Good works makes it easier to help each other create a more ethical workplace

Good Works brings together people and ideas so we can do the right thing wherever we work. We do this by partnering with likeminded people to shareinsights and stage events.

Based on a credible framework of universal ethical principles or ‘good ethics’, Good Works networks across the private, public, charity or social enterprise sectors.
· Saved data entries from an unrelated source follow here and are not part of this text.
//! Format readers and writers.
//!
//! Readers turn a file into one or more [`SourceLayer`]s: raw attribute
//! columns, plus native geometries when the format carries them, plus the CRS
//! the source declares for itself. Geometry detection, decoding and
//! reprojection happen afterwards, the same way for every format.

pub mod archive;
pub mod attributes;
pub mod csv;
pub mod geojson;
pub mod kmz;
pub mod shapefile;

use std::path::Path;

use arrow_array::RecordBatch;
use log::debug;

use crate::detect::GEOMETRY_OBJECT_COLUMN;
use crate::drivers::{self, Driver};
use crate::error::{DriverError, Result};
use crate::geometry::Geometry;
use crate::projection::read_sidecar_proj4;

pub use self::csv::{CsvReadOptions, CsvWriteOptions};

/// One layer as handed over by a format reader, before geometry decoding.
#[derive(Debug, Clone)]
pub struct SourceLayer {
    /// Layer name, usually the file stem or a folder name.
    pub name: String,
    /// Attribute columns, including any geometry-bearing text columns.
    pub attributes: RecordBatch,
    /// One geometry per row when the format supplies them directly.
    pub native_geometries: Option<Vec<Option<Geometry>>>,
    /// CRS declared by the source (sidecar `.proj4` first, then the format's own).
    pub native_proj4: Option<String>,
}

impl SourceLayer {
    pub fn new(name: impl Into<String>, attributes: RecordBatch) -> Self {
        Self {
            name: name.into(),
            attributes,
            native_geometries: None,
            native_proj4: None,
        }
    }

    #[must_use]
    pub fn with_native_geometries(mut self, geometries: Vec<Option<Geometry>>) -> Self {
        self.native_geometries = Some(geometries);
        self
    }

    #[must_use]
    pub fn with_native_proj4(mut self, proj4: Option<String>) -> Self {
        self.native_proj4 = proj4;
        self
    }

    #[must_use]
    pub fn num_rows(&self) -> usize {
        self.attributes.num_rows()
    }

    /// Column names as seen by the detector. Native geometries show up as the
    /// reserved `geometry_object` column after the attribute columns.
    #[must_use]
    pub fn column_names(&self) -> Vec<String> {
        let mut names: Vec<String> = self
            .attributes
            .schema()
            .fields()
            .iter()
            .map(|f| f.name().clone())
            .collect();
        if self.native_geometries.is_some() {
            names.push(GEOMETRY_OBJECT_COLUMN.to_string());
        }
        names
    }
}

/// Layer name derived from a path: the file stem.
#[must_use]
pub fn layer_name(path: &Path) -> String {
    path.file_stem()
        .map(|stem| stem.to_string_lossy().into_owned())
        .unwrap_or_default()
}

/// The CRS a file declares: its sidecar `.proj4` if present, else `embedded`.
///
/// # Errors
///
/// Returns an I/O error when the sidecar exists but cannot be read.
pub fn declared_proj4(path: &Path, embedded: Option<String>) -> Result<Option<String>> {
    Ok(read_sidecar_proj4(path)?.or(embedded))
}

/// Returns `true` for paths with a `.zip` extension.
#[must_use]
pub fn is_zip(path: &Path) -> bool {
    path.extension()
        .and_then(|e| e.to_str())
        .is_some_and(|e| e.eq_ignore_ascii_case("zip"))
}

/// Reads every layer of `path` with `driver`.
///
/// # Errors
///
/// Fails when the driver cannot read, or with the reader's own error.
pub fn read_layers(path: &Path, driver: &Driver, csv: &CsvReadOptions) -> Result<Vec<SourceLayer>> {
    debug!("Reading {} as {}", path.display(), driver.short_name);
    if !driver.capabilities.read.is_supported() {
        return Err(DriverError::OperationNotSupported {
            driver: driver.short_name.to_string(),
            operation: "reading".to_string(),
        }
        .into());
    }
    if is_zip(path) {
        return archive::read(path, csv);
    }
    match driver.short_name {
        drivers::CSV => Ok(vec![self::csv::read(path, csv)?]),
        drivers::GEOJSON | drivers::GEOJSON_SEQ => Ok(vec![geojson::read(path)?]),
        drivers::SHAPEFILE => Ok(vec![shapefile::read(path)?]),
        drivers::KML => kmz::read_kml(path),
        drivers::KMZ => kmz::read_kmz(path),
        other => Err(DriverError::OperationNotSupported {
            driver: other.to_string(),
            operation: "reading".to_string(),
        }
        .into()),
    }
}
use std::fs;
use std::path::PathBuf;

use anyhow::Result;
use approx::assert_relative_eq;
use geotable_core::detect::{DecodingPlan, detect};
use geotable_core::error::{GeoTableError, GeometryError, ProjectionError};
use geotable_core::operations::{LoadOptions, SaveOptions, convert, load, load_utm_proj4, save};
use geotable_core::projection::{LONGITUDE_LATITUDE_PROJ4, SPHERICAL_MERCATOR_PROJ4, normalize_proj4, resolve_utm};
use geotable_core::transform::transform;
use geotable_core::{BoundingBox, Coordinate, Geometry, GeometryKind, ProjectionReference};
use tempfile::TempDir;

const UTM_31: &str = "+proj=utm +zone=31 +datum=WGS84 +units=m +no_defs";

fn fixture(dir: &TempDir, name: &str, text: &str) -> PathBuf {
    let path = dir.path().join(name);
    fs::write(&path, text).unwrap();
    path
}

fn shapes_csv(dir: &TempDir) -> PathBuf {
    fixture(
        dir,
        "shapes.csv",
        "name,wkt\n\
         stop,POINT (-73.98 40.75)\n\
         route,\"LINESTRING (-74 40.7, -73.9 40.8, -73.8 40.75)\"\n\
         park,\"POLYGON ((-73.97 40.76, -73.95 40.8, -73.93 40.79, -73.97 40.76))\"\n",
    )
}

#[test]
fn test_detect_priority_prefers_wkt() {
    let plan = detect(&["lat", "lon", "wkt", "name"]).unwrap();
    assert_eq!(
        plan,
        DecodingPlan::WellKnownText {
            column: "wkt".to_string(),
            swap_xy: false,
        }
    );
    let plan = detect(&["latitude", "longitude", "lat", "lon"]).unwrap();
    assert_eq!(
        plan,
        DecodingPlan::LatLonPair {
            latitude: "latitude".to_string(),
            longitude: "longitude".to_string(),
        }
    );
}

#[test]
fn test_bounding_box_keeps_two_of_three() -> Result<()> {
    let dir = TempDir::new()?;
    let path = fixture(&dir, "points.csv", "wkt\nPOINT (0 0)\nPOINT (5 5)\nPOINT (20 20)\n");
    let table = load(
        &path,
        &LoadOptions::new().with_bounding_box(BoundingBox::new(-1.0, -1.0, 10.0, 10.0)),
    )?;
    assert_eq!(
        table.geometries(),
        &[Geometry::point(0.0, 0.0), Geometry::point(5.0, 5.0)]
    );
    Ok(())
}

#[test]
fn test_drop_z() -> Result<()> {
    let dir = TempDir::new()?;
    let path = fixture(&dir, "points.csv", "wkt\nPOINT Z (1 2 3)\n");
    let kept = load(&path, &LoadOptions::default())?;
    assert_eq!(kept.geometries()[0], Geometry::Point(Coordinate::xyz(1.0, 2.0, 3.0)));
    let dropped = load(&path, &LoadOptions::new().with_drop_z(true))?;
    assert_eq!(dropped.geometries()[0], Geometry::point(1.0, 2.0));
    Ok(())
}

#[test]
fn test_malformed_rows_are_skipped_unless_all_fail() -> Result<()> {
    let dir = TempDir::new()?;
    let mut text = String::from("id,wkt\n");
    for i in 0..9 {
        text.push_str(&format!("{i},POINT ({i} {i})\n"));
    }
    text.push_str("9,POINT (oops)\n");
    let path = fixture(&dir, "mostly_good.csv", &text);
    assert_eq!(load(&path, &LoadOptions::default())?.len(), 9);

    let bad: String = std::iter::once("id,wkt\n".to_string())
        .chain((0..10).map(|i| format!("{i},not wkt\n")))
        .collect();
    let path = fixture(&dir, "all_bad.csv", &bad);
    let err = load(&path, &LoadOptions::default()).unwrap_err();
    assert!(matches!(
        err,
        GeoTableError::Geometry(GeometryError::NoValidGeometry { skipped: 10, .. })
    ));
    Ok(())
}

#[test]
fn test_reprojection_identity_is_exact() -> Result<()> {
    let geometry = Geometry::from_wkt("LINESTRING Z (0.1 0.2 3, 1.000000001 2.3 4)")?;
    assert_eq!(transform(&geometry, UTM_31, UTM_31)?, geometry);
    assert_eq!(
        transform(&geometry, LONGITUDE_LATITUDE_PROJ4, LONGITUDE_LATITUDE_PROJ4)?,
        geometry
    );
    Ok(())
}

#[test]
fn test_utm_zones() -> Result<()> {
    let new_york = resolve_utm(-74.0, 40.7)?;
    assert!(new_york.contains("+zone=18"));
    assert!(!new_york.contains("+south"));
    let sydney = resolve_utm(151.2, -33.9)?;
    assert!(sydney.contains("+zone=56"));
    assert!(sydney.contains("+south"));
    Ok(())
}

#[test]
fn test_load_utm_proj4_uses_centroid() -> Result<()> {
    let dir = TempDir::new()?;
    let path = shapes_csv(&dir);
    let proj4 = load_utm_proj4(&path)?;
    assert!(proj4.starts_with("+proj=utm +zone=18 "));
    Ok(())
}

#[test]
fn test_load_with_target_reprojects_every_row() -> Result<()> {
    let dir = TempDir::new()?;
    let path = fixture(&dir, "point.csv", "wkt\nPOINT (-36.508 -54.2815)\n");
    let table = load(
        &path,
        &LoadOptions::new().with_target_proj4("mercator".parse()?),
    )?;
    assert_eq!(table.proj4s()[0], normalize_proj4(SPHERICAL_MERCATOR_PROJ4));
    let Geometry::Point(c) = &table.geometries()[0] else {
        panic!("expected a point");
    };
    assert_relative_eq!(c.x, -4_064_052.0, epsilon = 1.0);
    assert_relative_eq!(c.y, -7_223_650.5, epsilon = 1.0);
    Ok(())
}

#[test]
fn test_spatial_filter_applies_before_reprojection() -> Result<()> {
    let dir = TempDir::new()?;
    let path = fixture(&dir, "utm.csv", "wkt\nPOINT (500000 0)\nPOINT (600000 100000)\n");
    fixture(&dir, "utm.proj4", UTM_31);

    let table = load(
        &path,
        &LoadOptions::new()
            .with_bounding_box(BoundingBox::new(400_000.0, -1.0, 550_000.0, 1.0))
            .with_target_proj4(ProjectionReference::Named(
                geotable_core::projection::WellKnownProjection::LongitudeLatitude,
            )),
    )?;
    assert_eq!(table.len(), 1);
    assert!(table.has_standard_proj4());
    let Geometry::Point(c) = &table.geometries()[0] else {
        panic!("expected a point");
    };
    assert_relative_eq!(c.x, 3.0, epsilon = 1e-6);
    assert_relative_eq!(c.y, 0.0, epsilon = 1e-6);
    Ok(())
}

#[test]
fn test_explicit_source_projection_beats_sidecar() -> Result<()> {
    let dir = TempDir::new()?;
    let path = fixture(&dir, "utm.csv", "wkt\nPOINT (500000 0)\n");
    fixture(&dir, "utm.proj4", "+proj=utm +zone=17 +datum=WGS84 +units=m +no_defs");

    let table = load(&path, &LoadOptions::new().with_source_proj4(UTM_31.parse()?))?;
    assert_eq!(table.proj4s()[0], UTM_31);
    let table = load(&path, &LoadOptions::default())?;
    assert_eq!(table.proj4s()[0], "+proj=utm +zone=17 +datum=WGS84 +units=m +no_defs");
    Ok(())
}

#[test]
fn test_csv_and_geojson_round_trip() -> Result<()> {
    let dir = TempDir::new()?;
    let original = load(shapes_csv(&dir), &LoadOptions::default())?;

    for name in ["copy.csv", "copy.geojson"] {
        let path = dir.path().join(name);
        save(&original, &path, &SaveOptions::default())?;
        let reloaded = load(&path, &LoadOptions::default())?;
        assert_eq!(reloaded.geometries(), original.geometries(), "{name}");
        assert_eq!(reloaded.len(), 3);
    }
    Ok(())
}

#[test]
fn test_shapefile_archive_round_trip_splits_layers() -> Result<()> {
    let dir = TempDir::new()?;
    let path = fixture(
        &dir,
        "mixed.csv",
        "name,wkt,geometry_layer\n\
         a,POINT (1 2),stops\n\
         b,\"LINESTRING (0 0, 1 1)\",routes\n\
         c,POINT (3 4),stops\n",
    );
    let archive = dir.path().join("mixed.zip");
    let rows = convert(&path, &archive, &LoadOptions::default(), &SaveOptions::default())?;
    assert_eq!(rows, 3);

    let reloaded = load(&archive, &LoadOptions::default())?;
    assert_eq!(reloaded.layer_names(), vec!["routes", "stops"]);
    let stops = reloaded.select_layers(&["stops"])?;
    assert_eq!(
        stops.geometries(),
        &[Geometry::point(1.0, 2.0), Geometry::point(3.0, 4.0)]
    );
    let routes = reloaded.select_layers(&["routes"])?;
    assert_eq!(routes.geometries()[0].kind(), GeometryKind::LineString);
    Ok(())
}

#[test]
fn test_kmz_round_trip() -> Result<()> {
    let dir = TempDir::new()?;
    let original = load(shapes_csv(&dir), &LoadOptions::default())?;
    let path = dir.path().join("shapes.kmz");
    save(&original, &path, &SaveOptions::default())?;

    let reloaded = load(&path, &LoadOptions::default())?;
    assert_eq!(reloaded.layer_names(), vec!["shapes"]);
    assert_eq!(reloaded.geometries(), original.geometries());
    assert!(reloaded.has_standard_proj4());
    Ok(())
}

#[test]
fn test_save_reprojects_to_target() -> Result<()> {
    let dir = TempDir::new()?;
    let original = load(shapes_csv(&dir), &LoadOptions::default())?;
    let path = dir.path().join("utm.csv");
    save(&original, &path, &SaveOptions::new().with_target_proj4("utm".parse()?))?;

    let text = fs::read_to_string(&path)?;
    assert!(text.lines().next().unwrap_or_default().ends_with("geometry_proj4"));
    let reloaded = load(&path, &LoadOptions::default())?;
    assert!(reloaded.proj4s()[0].contains("+zone=18"));
    let back = reloaded.reproject(LONGITUDE_LATITUDE_PROJ4)?;
    let Geometry::Point(c) = &back.geometries()[0] else {
        panic!("expected a point");
    };
    assert_relative_eq!(c.x, -73.98, epsilon = 1e-6);
    assert_relative_eq!(c.y, 40.75, epsilon = 1e-6);
    Ok(())
}

#[test]
fn test_unparseable_target_projection_fails_without_output() -> Result<()> {
    let dir = TempDir::new()?;
    let path = shapes_csv(&dir);
    let nonsense = ProjectionReference::Explicit("+proj=nonsense +zone=x".to_string());

    let err = load(&path, &LoadOptions::new().with_target_proj4(nonsense.clone())).unwrap_err();
    assert!(matches!(
        err,
        GeoTableError::Projection(ProjectionError::UnsupportedProjection { .. })
    ));

    let table = load(&path, &LoadOptions::default())?;
    let output = dir.path().join("out.geojson");
    let err = save(&table, &output, &SaveOptions::new().with_target_proj4(nonsense)).unwrap_err();
    assert!(matches!(
        err,
        GeoTableError::Projection(ProjectionError::UnsupportedProjection { .. })
    ));
    assert!(!output.exists());
    Ok(())
}

#[test]
fn test_utm_rejects_out_of_range_coordinates() -> Result<()> {
    assert!(matches!(
        resolve_utm(181.0, 0.0).unwrap_err(),
        GeoTableError::Projection(ProjectionError::InvalidCoordinate { .. })
    ));
    assert!(matches!(
        resolve_utm(0.0, -91.0).unwrap_err(),
        GeoTableError::Projection(ProjectionError::InvalidCoordinate { .. })
    ));

    let dir = TempDir::new()?;
    let path = fixture(&dir, "polar.csv", "wkt\nPOINT (10 95)\nPOINT (20 105)\n");
    let err = load_utm_proj4(&path).unwrap_err();
    let GeoTableError::Projection(ProjectionError::InvalidCoordinate { longitude, latitude }) = err
    else {
        panic!("expected an invalid coordinate, got {err:?}");
    };
    assert_relative_eq!(longitude, 15.0, epsilon = 1e-9);
    assert_relative_eq!(latitude, 100.0, epsilon = 1e-9);
    Ok(())
}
Our support is drawn from individual professionals and entrepreneurs from different disciplines and generations from people starting out on their careers, people at the peak of their careers and people who are winding down and wanting to share their experience and contacts.

Orange Circles 2The two interlocking hoops in our logo is a timeless symbol that represents a healthy and progressive attitude to others that Good Works wishes to promote. Click here to find out more.

“Our lives begin to end the day we are silent about things that matter.”

 

‘There is an alternative’ and it starts in your workplace

Good Works has found its voice over the last two years by virtue of the conversations we have had with so many interesting people both online and at events. A highlight has been our series of Buffet Talks and in particular a response by Fr Pat Reardon, one of our academic speakers, to a question from the audience. The question was “what do you think is the biggest threat to The Common Good?”. His reply was that this was “TINA, the belief that there is no alternative to letting things go and giving up hope”. Click here to see the notes from that Buffet Talk on The Common Good.

Well, maybe Good Works starts with hope but that is just the foundation. We believe we need to go one step further and turn that hope into something concrete through our own choices and actions.

Walking down this path does require being honest with ourselves and this includes acknowledging that each one of us is both part of the solution and part of the problem. Looking at the world through the filter of “them and us” and ascribing the world’s problems to others is just another way of seeing ourselves as being separate from the whole.

What we are not
We are not idealists but rather realists. Idealists are people who forget that behind the labels through which they view the world, there are real people who have to live with the consequences of their actions, whether that be a rogue trader or tax evader.

Who we are
Go to the ‘Contact Us‘ page on the top menu to see the people behind Good Works.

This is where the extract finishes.